Looking back at the Los Angeles Kings improbable Stanley Cup win, there is one identifying feature of their play that set them apart. We’ve all been through how well certain individuals played. Jonathan Quick rightfully earned the Conn-Smyth. Dustin Brown continued a tour de force that started at the trade deadline and didn’t stop until the cup went skywards. Anze Kopitar went from playing in the shadows to needing SPF90 just to play a game. Then there was Drew Doughty he held out during camp, got concussed early on, and by the time it was all said and done his play was the closest thing to Ray Bourque’s that the league has.
But none of those players for all their stellar play is why they won the Stanley Cup. Goaltending is an underrated part of NHL game. A mockery was made of defense at the NHL awards. As for goal scoring, the Kings potted less than a half a goal more per game than the Florida Panthers. Team work got the job done.
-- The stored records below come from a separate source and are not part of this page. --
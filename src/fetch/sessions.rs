use std::collections::HashMap;
use std::future::Future;
use std::sync::{Arc, Mutex, MutexGuard, PoisonError};

use tokio::sync::OnceCell;

use super::FetchError;
use super::transport::{DcId, MediaSession};

type Slot<S> = Arc<OnceCell<Arc<S>>>;

/// Reusable media sessions keyed by datacenter.
///
/// Each datacenter gets one slot. Concurrent acquirers of an empty slot
/// share a single handshake; a failed handshake leaves the slot empty so
/// the next acquirer starts over.
pub struct SessionPool<S> {
    slots: Mutex<HashMap<DcId, Slot<S>>>,
}

impl<S: MediaSession> SessionPool<S> {
    pub fn new() -> Self {
        Self {
            slots: Mutex::new(HashMap::new()),
        }
    }

    pub async fn acquire<F, Fut>(&self, dc_id: DcId, open: F) -> Result<Arc<S>, FetchError>
    where
        F: FnOnce() -> Fut,
        Fut: Future<Output = Result<S, FetchError>>,
    {
        let slot = Arc::clone(self.slots().entry(dc_id).or_default());
        let session = slot
            .get_or_try_init(|| async move { open().await.map(Arc::new) })
            .await?;
        Ok(Arc::clone(session))
    }

    /// Number of datacenters with an open session.
    pub fn open_count(&self) -> usize {
        self.slots()
            .values()
            .filter(|slot| slot.initialized())
            .count()
    }

    /// Stops and forgets every cached session.
    pub async fn close_all(&self) {
        let slots: Vec<Slot<S>> = self.slots().drain().map(|(_, slot)| slot).collect();
        for slot in slots {
            if let Some(session) = slot.get() {
                session.stop().await;
            }
        }
    }

    fn slots(&self) -> MutexGuard<'_, HashMap<DcId, Slot<S>>> {
        self.slots.lock().unwrap_or_else(PoisonError::into_inner)
    }
}

impl<S: MediaSession> Default for SessionPool<S> {
    fn default() -> Self {
        Self::new()
    }
}
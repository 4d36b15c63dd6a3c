use chrono::{DateTime, Utc};
use rand::RngCore;
use serde::{Deserialize, Serialize};

use crate::fetch::{ContentRef, Resolution};

#[derive(Debug, Clone, Copy, PartialEq, Eq, Hash, PartialOrd, Ord, Serialize, Deserialize)]
#[serde(rename_all = "snake_case")]
pub enum MediaKind {
    Photo,
    Audio,
    Voice,
    Document,
    Sticker,
    Video,
    Animation,
    VideoNote,
    Poll,
    Contact,
}

impl MediaKind {
    pub const ALL: [MediaKind; 10] = [
        MediaKind::Photo,
        MediaKind::Audio,
        MediaKind::Voice,
        MediaKind::Document,
        MediaKind::Sticker,
        MediaKind::Video,
        MediaKind::Animation,
        MediaKind::VideoNote,
        MediaKind::Poll,
        MediaKind::Contact,
    ];

    pub fn as_str(self) -> &'static str {
        match self {
            MediaKind::Photo => "photo",
            MediaKind::Audio => "audio",
            MediaKind::Voice => "voice",
            MediaKind::Document => "document",
            MediaKind::Sticker => "sticker",
            MediaKind::Video => "video",
            MediaKind::Animation => "animation",
            MediaKind::VideoNote => "video_note",
            MediaKind::Poll => "poll",
            MediaKind::Contact => "contact",
        }
    }

    /// Directory under the chat's export folder. `None` for kinds that are
    /// rendered inline and never stored as files.
    pub fn dir_name(self) -> Option<&'static str> {
        match self {
            MediaKind::Photo => Some("photos"),
            MediaKind::Audio => Some("audios"),
            MediaKind::Voice => Some("voices"),
            MediaKind::Document => Some("documents"),
            MediaKind::Sticker => Some("stickers"),
            MediaKind::Video => Some("videos"),
            MediaKind::Animation => Some("animations"),
            MediaKind::VideoNote => Some("video_notes"),
            MediaKind::Poll | MediaKind::Contact => None,
        }
    }

    pub fn downloadable(self) -> bool {
        self.dir_name().is_some()
    }

    pub fn has_size_limit(self) -> bool {
        self.downloadable()
    }

    pub fn default_extension(self) -> &'static str {
        match self {
            MediaKind::Photo => ".jpg",
            MediaKind::Voice => ".ogg",
            MediaKind::Video | MediaKind::Animation | MediaKind::VideoNote => ".mp4",
            MediaKind::Document => ".zip",
            MediaKind::Sticker => ".webp",
            MediaKind::Audio => ".mp3",
            MediaKind::Poll | MediaKind::Contact => ".unknown",
        }
    }
}

impl std::fmt::Display for MediaKind {
    fn fmt(&self, f: &mut std::fmt::Formatter<'_>) -> std::fmt::Result {
        f.write_str(self.as_str())
    }
}

#[derive(Debug, Clone, PartialEq, Eq)]
pub struct Thumbnail {
    pub content_ref: ContentRef,
    pub size: Option<u64>,
}

#[derive(Debug, Clone, PartialEq, Eq)]
pub struct MediaFile {
    pub content_ref: ContentRef,
    pub size: Option<u64>,
    pub mime_type: Option<String>,
    pub thumbnail: Option<Thumbnail>,
}

#[derive(Debug, Clone, PartialEq, Eq)]
pub struct MessageMedia {
    pub kind: MediaKind,
    pub file: Option<MediaFile>,
}

#[derive(Debug, Clone, PartialEq, Eq)]
pub struct ExportMessage {
    pub id: i64,
    pub chat_id: i64,
    pub date: DateTime<Utc>,
    pub media: Option<MessageMedia>,
}

impl ExportMessage {
    /// Current references for this message's file and thumbnail.
    pub fn resolution(&self) -> Resolution {
        match self.media.as_ref().and_then(|media| media.file.as_ref()) {
            Some(file) => Resolution::Available {
                content: file.content_ref.clone(),
                thumbnail: file
                    .thumbnail
                    .as_ref()
                    .map(|thumb| thumb.content_ref.clone()),
            },
            None => Resolution::Unavailable,
        }
    }
}

/// `{kind}_{YYYY-MM-DD_HH-MM-SS}_{random}{ext}`.
pub fn media_file_name<R: RngCore + ?Sized>(
    kind: MediaKind,
    mime_type: Option<&str>,
    date: DateTime<Utc>,
    rng: &mut R,
) -> String {
    format!(
        "{}_{}_{}{}",
        kind.as_str(),
        date.format("%Y-%m-%d_%H-%M-%S"),
        rng.next_u32(),
        extension_for(kind, mime_type),
    )
}

fn extension_for(kind: MediaKind, mime_type: Option<&str>) -> String {
    if kind == MediaKind::Photo || !kind.downloadable() {
        return kind.default_extension().to_string();
    }
    mime_type
        .and_then(mime_guess::get_mime_extensions_str)
        .and_then(|extensions| extensions.first())
        .map(|ext| format!(".{ext}"))
        .unwrap_or_else(|| kind.default_extension().to_string())
}
//! Chat export with a concurrent chunked media downloader.

pub mod config;
pub mod dates;
pub mod download;
pub mod exporter;
pub mod fetch;
pub mod media;
use chat_export::config::{Config, ExportConfig};
use chat_export::download::DownloaderConfig;
use chat_export::fetch::CHUNK_SIZE;
use chat_export::media::MediaKind;
use clap::{ArgAction, Args, Parser, Subcommand};
use serde::Serialize;
use std::path::PathBuf;
use tracing_subscriber::{EnvFilter, fmt, layer::SubscriberExt, util::SubscriberInitExt};

#[derive(Parser)]
#[command(
    name = "chat-export",
    version,
    about = "Chat export media downloader",
    after_help = "Examples:\n  chat-export doctor\n  chat-export doctor --json --no-gifs --size-limit 64\n  chat-export doctor --chat-id me --chat-id 12345 --from-date 01.01.2024 --to-date \"2w ago\""
)]
struct Cli {
    #[command(subcommand)]
    command: Command,

    #[arg(long, global = true, help = "Output JSON instead of text")]
    json: bool,
}

#[derive(Subcommand)]
enum Command {
    #[command(about = "Print the resolved export configuration")]
    Doctor(ExportArgs),
}

#[derive(Args)]
struct ExportArgs {
    #[arg(long = "chat-id", short = 'c', help = "Chat id or username; repeatable")]
    chat_ids: Vec<String>,

    #[arg(long, short = 'o', help = "Output directory")]
    output: Option<PathBuf>,

    #[arg(long, short = 'l', help = "Media size limit in megabytes")]
    size_limit: Option<u64>,

    #[arg(long, short = 'f', help = "Oldest message date (dd.mm.yyyy, YYYY-MM-DD, \"3d ago\")")]
    from_date: Option<String>,

    #[arg(long, short = 't', help = "Newest message date")]
    to_date: Option<String>,

    #[arg(long, short = 'd', help = "Concurrent media downloads")]
    max_concurrent_downloads: Option<usize>,

    #[command(flatten)]
    media: MediaArgs,
}

#[derive(Args)]
struct MediaArgs {
    #[arg(long = "no-photos", action = ArgAction::SetFalse, help = "Skip photos")]
    photos: bool,
    #[arg(long = "no-videos", action = ArgAction::SetFalse, help = "Skip videos")]
    videos: bool,
    #[arg(long = "no-voice", action = ArgAction::SetFalse, help = "Skip voice messages")]
    voice: bool,
    #[arg(long = "no-video-notes", action = ArgAction::SetFalse, help = "Skip video messages")]
    video_notes: bool,
    #[arg(long = "no-stickers", action = ArgAction::SetFalse, help = "Skip stickers")]
    stickers: bool,
    #[arg(long = "no-gifs", action = ArgAction::SetFalse, help = "Skip gifs")]
    gifs: bool,
    #[arg(long = "no-documents", action = ArgAction::SetFalse, help = "Skip documents")]
    documents: bool,
}

#[derive(Serialize)]
#[serde(rename_all = "camelCase")]
struct DoctorOutput {
    config: Config,
    export: ExportConfig,
    excluded_media: Vec<MediaKind>,
    size_limit_bytes: u64,
    downloader: DownloaderSummary,
}

#[derive(Serialize)]
#[serde(rename_all = "camelCase")]
struct DownloaderSummary {
    chunk_size: u64,
    max_concurrent_downloads: usize,
    max_units: usize,
    renew_batch_limit: usize,
    renew_debounce_ms: u128,
    wakeup_timeout_ms: u128,
}

impl From<&DownloaderConfig> for DownloaderSummary {
    fn from(config: &DownloaderConfig) -> Self {
        Self {
            chunk_size: CHUNK_SIZE,
            max_concurrent_downloads: config.max_concurrent_downloads,
            max_units: config.max_units(),
            renew_batch_limit: config.renew_batch_limit,
            renew_debounce_ms: config.renew_debounce.as_millis(),
            wakeup_timeout_ms: config.wakeup_timeout.as_millis(),
        }
    }
}

#[tokio::main]
async fn main() {
    init_tracing();
    if let Err(error) = run().await {
        eprintln!("{error}");
        std::process::exit(1);
    }
}

fn init_tracing() {
    let filter = EnvFilter::try_from_default_env().unwrap_or_else(|_| EnvFilter::new("warn"));
    let _ = tracing_subscriber::registry()
        .with(filter)
        .with(fmt::layer().with_target(false).with_writer(std::io::stderr))
        .try_init();
}

async fn run() -> Result<(), Box<dyn std::error::Error>> {
    let cli = Cli::parse();
    let config = Config::load()?;

    match cli.command {
        Command::Doctor(args) => {
            let export = export_config(&config, args)?;
            handle_doctor(config, export, cli.json)?;
        }
    }
    Ok(())
}

fn export_config(config: &Config, args: ExportArgs) -> Result<ExportConfig, Box<dyn std::error::Error>> {
    let mut export = ExportConfig::new(config);
    if !args.chat_ids.is_empty() {
        export.chat_ids = args.chat_ids;
    }
    if let Some(output) = args.output {
        export.output_dir = output;
    }
    if let Some(limit) = args.size_limit {
        export.size_limit_mb = limit;
    }
    if let Some(max) = args.max_concurrent_downloads {
        if max == 0 {
            return Err("--max-concurrent-downloads must be at least 1".into());
        }
        export.max_concurrent_downloads = max;
    }
    export.media.photos = args.media.photos;
    export.media.videos = args.media.videos;
    export.media.voice = args.media.voice;
    export.media.video_notes = args.media.video_notes;
    export.media.stickers = args.media.stickers;
    export.media.gifs = args.media.gifs;
    export.media.files = args.media.documents;

    let now = chrono::Utc::now();
    Ok(export.with_dates(args.from_date.as_deref(), args.to_date.as_deref(), now)?)
}

fn handle_doctor(
    config: Config,
    export: ExportConfig,
    json: bool,
) -> Result<(), Box<dyn std::error::Error>> {
    let downloader = export.downloader();
    let output = DoctorOutput {
        excluded_media: export.excluded_media().into_iter().collect(),
        size_limit_bytes: export.size_limit_bytes(),
        downloader: DownloaderSummary::from(&downloader),
        config,
        export,
    };

    if json {
        println!("{}", serde_json::to_string_pretty(&output)?);
        return Ok(());
    }

    println!("Output dir:        {}", output.export.output_dir.display());
    println!("Chats:             {}", output.export.chat_ids.join(", "));
    println!(
        "Date range:        {} .. {}",
        output.export.from_date.format("%Y-%m-%d %H:%M:%S"),
        output.export.to_date.format("%Y-%m-%d %H:%M:%S")
    );
    println!("Size limit:        {} MB", output.export.size_limit_mb);
    let excluded: Vec<&str> = output
        .excluded_media
        .iter()
        .map(|kind| kind.as_str())
        .collect();
    println!(
        "Excluded media:    {}",
        if excluded.is_empty() {
            "none".to_string()
        } else {
            excluded.join(", ")
        }
    );
    println!(
        "Downloads:         {} concurrent, {} units, {} byte chunks",
        output.downloader.max_concurrent_downloads,
        output.downloader.max_units,
        output.downloader.chunk_size
    );
    println!(
        "Renewal:           batches of {}, {} ms debounce",
        output.downloader.renew_batch_limit, output.downloader.renew_debounce_ms
    );
    Ok(())
}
The highest level of that team mentality wasn’t one of the fights (which were great) or the powerplay which was mostly not worth mentioning. The one defining feature, the zenith of their teamwork was their puck anticipation, and puck tracking. If their was a shot from the point that went to the net mouth and rattled off of two or three bodies, the number of times a Kings player wasn’t the first to the puck can be totalled on one hand for all four rounds. The level of synergy between players was impressive. Of all the teams to display something similar the last Cup winning Detroit team is the best example.
But knowing where the puck would be was only part of it. They got to it and acted calmly. The puck went where it needed to go. The transition from puck chase to continued play was instant. While the puck was being pursued, the other players were headed in the right direction. No one needed to be told where to go or guess where to be, they just did it. That’s the type of teamwork all teams should aspire to.